*WHAT YOU HAVE TO DO:* A line qualifies if it holds the string "ScrollEdges". Copy every qualifying line from the records.

START INPUT DATA

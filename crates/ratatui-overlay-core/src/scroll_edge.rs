//! Detects whether a scrolled viewport touches its start and end edges.
//!
//! Typical use is drawing "more content" fades or arrows on a table wrapper or carousel: show the
//! left arrow only when `!at.start`, the right one only when `!at.end`.

use crate::timer::Timeout;
use crate::viewport::ViewportState;
use std::time::Duration;
use std::time::Instant;

pub use crate::viewport::ScrollAxis;

#[derive(Clone, Copy, Debug, PartialEq, Eq)]
pub struct ScrollEdges {
    pub start: bool,
    pub end: bool,
}

impl Default for ScrollEdges {
    fn default() -> Self {
        Self {
            start: true,
            end: true,
        }
    }
}

#[derive(Clone, Copy, Debug, PartialEq, Eq)]
pub struct ScrollEdgeOptions {
    pub axis: ScrollAxis,
    /// Distance in cells below which an edge counts as reached.
    pub tolerance: u32,
    /// Minimum time between two evaluations.
    pub throttle: Duration,
    pub start_at: ScrollEdges,
}

impl Default for ScrollEdgeOptions {
    fn default() -> Self {
        Self {
            axis: ScrollAxis::default(),
            tolerance: 1,
            throttle: Duration::from_millis(100),
            start_at: ScrollEdges::default(),
        }
    }
}

impl ScrollEdgeOptions {
    pub fn axis(axis: ScrollAxis) -> Self {
        Self {
            axis,
            ..Self::default()
        }
    }
}

/// Computes the edges for one viewport snapshot.
pub fn edges_for(state: &ViewportState, axis: ScrollAxis, tolerance: u32) -> ScrollEdges {
    ScrollEdges {
        start: state.offset(axis) < tolerance,
        end: state.remaining(axis) < tolerance,
    }
}

/// Throttled edge tracking.
///
/// [`ScrollEdgeDetector::observe`] evaluates immediately at most once per throttle window.
/// Observations inside the window are remembered and evaluated by [`ScrollEdgeDetector::tick`]
/// when the window closes, so the final scroll position is never missed.
#[derive(Clone, Debug)]
pub struct ScrollEdgeDetector {
    options: ScrollEdgeOptions,
    at: ScrollEdges,
    last_check: Option<Instant>,
    pending: Option<ViewportState>,
    trailing: Timeout,
}

impl ScrollEdgeDetector {
    pub fn new(options: ScrollEdgeOptions) -> Self {
        Self {
            at: options.start_at,
            options,
            last_check: None,
            pending: None,
            trailing: Timeout::new(),
        }
    }

    pub fn at(&self) -> ScrollEdges {
        self.at
    }

    pub fn options(&self) -> &ScrollEdgeOptions {
        &self.options
    }

    pub fn next_deadline(&self) -> Option<Instant> {
        self.trailing.deadline()
    }

    /// Feeds a scroll or resize observation. Returns `true` if the edges changed.
    pub fn observe(&mut self, state: &ViewportState, now: Instant) -> bool {
        match self.last_check {
            Some(last) if now < last + self.options.throttle => {
                self.pending = Some(*state);
                if !self.trailing.is_pending() {
                    self.trailing.schedule(last, self.options.throttle);
                }
                false
            }
            _ => {
                self.trailing.cancel();
                self.pending = None;
                self.evaluate(state, now)
            }
        }
    }

    /// Evaluates a throttled observation once its window has closed.
    pub fn tick(&mut self, now: Instant) -> bool {
        if !self.trailing.fire(now) {
            return false;
        }
        match self.pending.take() {
            Some(state) => self.evaluate(&state, now),
            None => false,
        }
    }

    fn evaluate(&mut self, state: &ViewportState, now: Instant) -> bool {
        self.last_check = Some(now);
        let at = edges_for(state, self.options.axis, self.options.tolerance);
        let changed = at != self.at;
        self.at = at;
        changed
    }
}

END INPUT DATA

*YOUR SOLUTION:*
pub struct ScrollEdges {
impl Default for ScrollEdges {
    pub start_at: ScrollEdges,
            start_at: ScrollEdges::default(),
pub fn edges_for(state: &ViewportState, axis: ScrollAxis, tolerance: u32) -> ScrollEdges {
    ScrollEdges {
    at: ScrollEdges,
    pub fn at(&self) -> ScrollEdges {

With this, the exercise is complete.